En
estos días que todos los perros del pensamiento económico único ladran
a los hijos de Atenea; en estos días que las ménades furiosas del austericidio,
presas de locura mística por la ingestión de sobredosis de crack neoliberal,
escupen su rabia contra la frágil Syriza; en fin, en estos días en que la
prensa afín al no me toquéis el chiringuito que me juego las habichuelas,
enseña sus dientes de perro guardián de las esencias del sistema y ayuda a
despedazar a la víctima propiciatoria que nació en las urnas griegas, este
jubilata se ha fugado a un mundo paralelo y lejano.
No es
porque aquel mundo al que hemos huído temporalmente fuese mejor, sino porque la distancia en el tiempo ha
suavizado sus aristas y nos ha dejado lo que merece ser conservado.
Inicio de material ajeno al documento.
//! Bounded fixed-interval polling for asynchronous remote operations.
//!
//! Timeouts are deliberately non-fatal: callers treat a `false` return as
//! "proceed anyway". The only retries in the whole system live in these
//! loops and in the transport's credential refresh.

use std::time::{Duration, Instant};

use tracing::{info, warn};

use crate::api::client::ApiClient;
use crate::api::types::{DeploymentState, OperationStatus};

/// Timeout and poll interval for one kind of wait. No backoff; the interval
/// is fixed and scaled to the operation kind.
#[derive(Debug, Clone, Copy)]
pub struct WaitPolicy {
    pub timeout: Duration,
    pub interval: Duration,
}

impl WaitPolicy {
    /// Undeploys converge quickly; poll fast with a moderate bound.
    pub const fn undeploy() -> Self {
        Self {
            timeout: Duration::from_secs(300),
            interval: Duration::from_secs(2),
        }
    }

    /// Cross-region attachment operations are slow; poll less often with a
    /// much longer bound.
    pub const fn attachment() -> Self {
        Self {
            timeout: Duration::from_secs(600),
            interval: Duration::from_secs(5),
        }
    }
}

/// Poll a revision's deployment endpoint until it no longer reports a live
/// deployment, or the timeout elapses.
///
/// Converged means a 404 (deployment record gone) or a 200 whose body lacks
/// a `DEPLOYED`/`IN_PROGRESS` state. Poll errors are logged and polling
/// continues; the clock keeps running.
pub fn wait_for_undeploy(
    client: &dyn ApiClient,
    url: &str,
    policy: WaitPolicy,
    resource: &str,
) -> bool {
    info!(event = "core.waiter.undeploy_wait_started", resource = resource);
    let deadline = Instant::now() + policy.timeout;

    loop {
        match client.get(url) {
            Ok(resp) if resp.is_not_found() => {
                info!(event = "core.waiter.undeploy_confirmed", resource = resource);
                return true;
            }
            Ok(resp) if resp.is_success() => {
                let state = resp
                    .json::<DeploymentState>()
                    .ok()
                    .and_then(|d| d.state);
                match state.as_deref() {
                    Some("DEPLOYED") | Some("IN_PROGRESS") => {}
                    _ => {
                        info!(
                            event = "core.waiter.undeploy_state_cleared",
                            resource = resource
                        );
                        return true;
                    }
                }
            }
            Ok(resp) => {
                warn!(
                    event = "core.waiter.undeploy_poll_unexpected_status",
                    resource = resource,
                    status = resp.status
                );
            }
            Err(e) => {
                warn!(
                    event = "core.waiter.undeploy_poll_error",
                    resource = resource,
                    error = %e
                );
            }
        }

        if Instant::now() >= deadline {
            warn!(event = "core.waiter.undeploy_timeout", resource = resource);
            return false;
        }
        std::thread::sleep(policy.interval);
    }
}

/// Poll a long-running operation until it reports `done`, or the timeout
/// elapses.
///
/// A completed operation carrying an `error` field is failure: logged and
/// returned as `false`, never raised.
pub fn wait_for_operation(
    client: &dyn ApiClient,
    url: &str,
    policy: WaitPolicy,
    context: &str,
) -> bool {
    info!(event = "core.waiter.operation_wait_started", context = context);
    let deadline = Instant::now() + policy.timeout;

    loop {
        match client.get(url) {
            Ok(resp) if resp.is_success() => match resp.json::<OperationStatus>() {
                Ok(status) if status.done => {
                    if let Some(error) = status.error {
                        warn!(
                            event = "core.waiter.operation_failed",
                            context = context,
                            error = %error
                        );
                        return false;
                    }
                    info!(event = "core.waiter.operation_completed", context = context);
                    return true;
                }
                Ok(_) => {}
                Err(e) => {
                    warn!(
                        event = "core.waiter.operation_status_unreadable",
                        context = context,
                        error = %e
                    );
                }
            },
            Ok(resp) => {
                warn!(
                    event = "core.waiter.operation_poll_unexpected_status",
                    context = context,
                    status = resp.status
                );
            }
            Err(e) => {
                warn!(
                    event = "core.waiter.operation_poll_error",
                    context = context,
                    error = %e
                );
            }
        }

        if Instant::now() >= deadline {
            warn!(event = "core.waiter.operation_timeout", context = context);
            return false;
        }
        std::thread::sleep(policy.interval);
    }
}

#[cfg(test)]
pub(crate) fn immediate_policy() -> WaitPolicy {
    WaitPolicy {
        timeout: Duration::from_millis(0),
        interval: Duration::from_millis(0),
    }
}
Por
situarnos en un espacio de ahora mismo y en un tiempo de aquel entonces, aquí se
habla de algunos monasterios medievales visitados por tierras del Midi y el
Rosellón-Languedoc en las dos primeras semanas de este mes.
Íbamos
buscando – aparte otros intereses viajeros – las huellas de aquellos antiguos
“perfectos” cátaros, quienes buscaban desprenderse de los bienes materiales y
criticaban a la iglesia romana por su riqueza, poderío y alejamiento de la
recta doctrina cristiana. Como es sabido, el papa Inocencio III predicó la
cruzada contra albigenses, en 1208, y ésos terminaron pasados a cuchillo o en la hoguera,
como el último Perfecto conocido del Languedoc, Guillaume Bélibaste, a quien
convirtieron en chicharrones en el castillo de Villerouge-Termenès en
1321. Lo que casi obliga a hacer una
pirueta en el espacio-tiempo – al estilo de las pelis de ciencia ficción – y
descubrir ciertos paralelismos: también actualmente la ortodoxia, no religiosa
sino económica, no tolera interpretaciones heréticas y envía a la hoguera a
estos nuevos perfectos que predican la esperanza de “otro mundo es posible”.
Pero
no, este jubilata quería hablar de viejos monasterios de fundación carolingia
donde un maestro cantero dejó su impronta en forma de capiteles, modillones o
canecillos. Uno de esos artesanos del cincel y la maceta que fue esculpiendo
personajes bíblicos, evangélicos y animales míticos por tierras que abarcan
desde Navarra, Cataluña, Sur de Francia y la Toscana italiana. Por si el
improbable lector no lo supiera, aquí se habla del llamado Maestro de
Cabestany. Un maestro cantero, o quizás una escuela de cantería (el área
geográfica es muy extensa para una sola persona) cuyas señas personales pudimos
ver en dos de los monasterios que visitamos: Sainte-Marie-D´Orbieu, en Lagrasse,
tierras del Rosellón, y en St-Papoul,
en Castelnaudary, por tierras
tolosanas.
Quien
observa sus obras cae en la cuenta de que tienen unas características
específicas y comunes a todas ellas: grandes ojos almendrados, dispuestos de
forma oblicua, cuyos globos oculares están muy marcados y resaltados por los
trepados en las comisuras de las pupilas. Frente estrecha y cabelluda, cabeza
de forma triangular y bocas de labios estrechos. Sus manos son grandes, descomunales, de
dedos muy largos, y los ropajes caen en pliegues al modo de las esculturas
clásicas, dando cierta sensación de volumen y movimiento.
Sería
una buena peregrinación, para quien tuviera tiempo y medios, y humor para ello,
recorrer las viejas iglesias y abadías donde fue dejando muestras de su
originalidad. En Cataluña, San Juan de las Abadesas, San Pedro de Roda o
Peralada. En el norte de Italia, Prato, Sant Casciano… Y, por supuesto, en el sur de Francia, Sant-Hilaire, Cabestany, o los ya visitados por nosotros Lagrasse y Saint-Papoul.
Por
cierto que San Papoul se hizo célebre en la zona por un milagro curioso. Era
discípulo de San Sernin, obispo de Toulousse, quien, a su vez, era maestro del
San Fermín pamplonica que echa el capotico a los mozos que corren el encierro.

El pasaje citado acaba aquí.